What this task involves: The answer must be a single number: how many lines of the records below contain "CalibratedSensor".

(Data entries)

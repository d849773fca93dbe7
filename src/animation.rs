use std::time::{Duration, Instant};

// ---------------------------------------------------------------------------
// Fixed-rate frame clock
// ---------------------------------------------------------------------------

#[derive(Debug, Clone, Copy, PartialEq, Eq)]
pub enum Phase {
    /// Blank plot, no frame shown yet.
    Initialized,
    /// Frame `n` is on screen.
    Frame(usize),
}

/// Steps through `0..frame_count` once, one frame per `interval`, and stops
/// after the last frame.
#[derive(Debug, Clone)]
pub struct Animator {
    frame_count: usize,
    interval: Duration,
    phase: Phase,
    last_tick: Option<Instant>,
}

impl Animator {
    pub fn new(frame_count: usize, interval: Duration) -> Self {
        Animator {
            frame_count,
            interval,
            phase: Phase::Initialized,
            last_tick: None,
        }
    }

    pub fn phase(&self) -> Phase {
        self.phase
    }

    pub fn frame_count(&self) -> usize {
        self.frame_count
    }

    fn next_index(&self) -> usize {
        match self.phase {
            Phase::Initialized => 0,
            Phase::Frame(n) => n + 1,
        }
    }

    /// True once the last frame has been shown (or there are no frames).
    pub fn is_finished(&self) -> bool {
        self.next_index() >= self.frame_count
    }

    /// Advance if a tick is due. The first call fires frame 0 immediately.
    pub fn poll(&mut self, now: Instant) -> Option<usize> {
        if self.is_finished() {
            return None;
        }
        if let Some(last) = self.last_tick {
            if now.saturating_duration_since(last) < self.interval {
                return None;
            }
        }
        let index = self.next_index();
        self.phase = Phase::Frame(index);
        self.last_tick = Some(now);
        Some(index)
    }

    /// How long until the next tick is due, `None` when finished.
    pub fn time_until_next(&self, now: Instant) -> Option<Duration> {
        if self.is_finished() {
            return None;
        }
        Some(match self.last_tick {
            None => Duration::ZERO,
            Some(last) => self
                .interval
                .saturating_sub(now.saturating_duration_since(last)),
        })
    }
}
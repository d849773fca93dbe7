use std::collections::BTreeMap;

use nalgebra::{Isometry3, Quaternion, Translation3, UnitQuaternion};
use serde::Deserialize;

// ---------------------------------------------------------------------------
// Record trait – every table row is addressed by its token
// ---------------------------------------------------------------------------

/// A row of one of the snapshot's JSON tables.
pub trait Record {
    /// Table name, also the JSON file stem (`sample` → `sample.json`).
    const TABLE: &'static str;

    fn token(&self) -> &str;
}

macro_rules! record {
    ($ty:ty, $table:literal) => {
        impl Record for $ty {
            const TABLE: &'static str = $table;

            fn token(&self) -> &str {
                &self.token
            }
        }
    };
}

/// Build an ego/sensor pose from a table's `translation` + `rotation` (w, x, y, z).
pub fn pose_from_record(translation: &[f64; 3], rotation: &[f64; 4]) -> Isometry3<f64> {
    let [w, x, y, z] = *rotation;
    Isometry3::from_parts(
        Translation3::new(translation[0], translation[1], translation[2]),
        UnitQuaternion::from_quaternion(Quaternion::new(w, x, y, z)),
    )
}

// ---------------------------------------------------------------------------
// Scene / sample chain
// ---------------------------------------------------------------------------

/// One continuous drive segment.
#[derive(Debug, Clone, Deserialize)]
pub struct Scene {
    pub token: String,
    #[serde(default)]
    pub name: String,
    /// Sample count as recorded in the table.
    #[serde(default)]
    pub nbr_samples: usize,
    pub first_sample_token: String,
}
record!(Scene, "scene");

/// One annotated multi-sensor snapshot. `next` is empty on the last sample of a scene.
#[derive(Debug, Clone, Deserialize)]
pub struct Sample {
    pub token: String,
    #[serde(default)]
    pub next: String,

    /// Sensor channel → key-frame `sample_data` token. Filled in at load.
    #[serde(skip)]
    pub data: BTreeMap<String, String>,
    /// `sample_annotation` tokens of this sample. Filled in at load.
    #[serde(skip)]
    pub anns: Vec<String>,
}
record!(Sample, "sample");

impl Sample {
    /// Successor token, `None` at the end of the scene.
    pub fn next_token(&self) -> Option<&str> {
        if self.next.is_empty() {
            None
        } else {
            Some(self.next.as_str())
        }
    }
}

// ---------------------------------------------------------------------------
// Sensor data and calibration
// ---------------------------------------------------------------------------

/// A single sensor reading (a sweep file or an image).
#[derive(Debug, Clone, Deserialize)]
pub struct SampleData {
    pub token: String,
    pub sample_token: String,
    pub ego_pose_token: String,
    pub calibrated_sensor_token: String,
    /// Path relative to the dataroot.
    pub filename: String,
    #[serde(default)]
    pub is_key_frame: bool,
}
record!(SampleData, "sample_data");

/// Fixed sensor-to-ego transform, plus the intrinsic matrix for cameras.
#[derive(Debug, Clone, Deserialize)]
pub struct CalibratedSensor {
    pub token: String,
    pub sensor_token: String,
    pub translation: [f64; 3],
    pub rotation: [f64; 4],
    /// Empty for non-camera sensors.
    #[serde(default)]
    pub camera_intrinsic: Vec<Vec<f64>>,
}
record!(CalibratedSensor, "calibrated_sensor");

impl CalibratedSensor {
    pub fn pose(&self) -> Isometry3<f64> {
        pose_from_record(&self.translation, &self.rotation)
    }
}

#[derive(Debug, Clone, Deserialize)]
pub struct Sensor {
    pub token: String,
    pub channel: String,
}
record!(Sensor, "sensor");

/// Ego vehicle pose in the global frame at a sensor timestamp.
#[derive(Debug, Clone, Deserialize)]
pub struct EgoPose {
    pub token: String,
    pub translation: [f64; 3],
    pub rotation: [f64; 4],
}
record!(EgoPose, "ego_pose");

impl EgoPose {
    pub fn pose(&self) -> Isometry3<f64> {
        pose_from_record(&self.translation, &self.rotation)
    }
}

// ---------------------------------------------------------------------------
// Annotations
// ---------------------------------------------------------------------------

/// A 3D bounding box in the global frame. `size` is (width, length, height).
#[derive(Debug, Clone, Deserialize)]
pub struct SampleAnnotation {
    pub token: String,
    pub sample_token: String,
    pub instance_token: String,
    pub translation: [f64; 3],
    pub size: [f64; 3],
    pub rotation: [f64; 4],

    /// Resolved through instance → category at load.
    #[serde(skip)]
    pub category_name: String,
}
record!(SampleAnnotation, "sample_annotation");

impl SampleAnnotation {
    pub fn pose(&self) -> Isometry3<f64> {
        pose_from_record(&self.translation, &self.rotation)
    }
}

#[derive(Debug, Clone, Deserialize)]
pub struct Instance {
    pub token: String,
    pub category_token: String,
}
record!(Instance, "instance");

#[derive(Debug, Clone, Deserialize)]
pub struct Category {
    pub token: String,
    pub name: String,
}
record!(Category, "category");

Task result: 3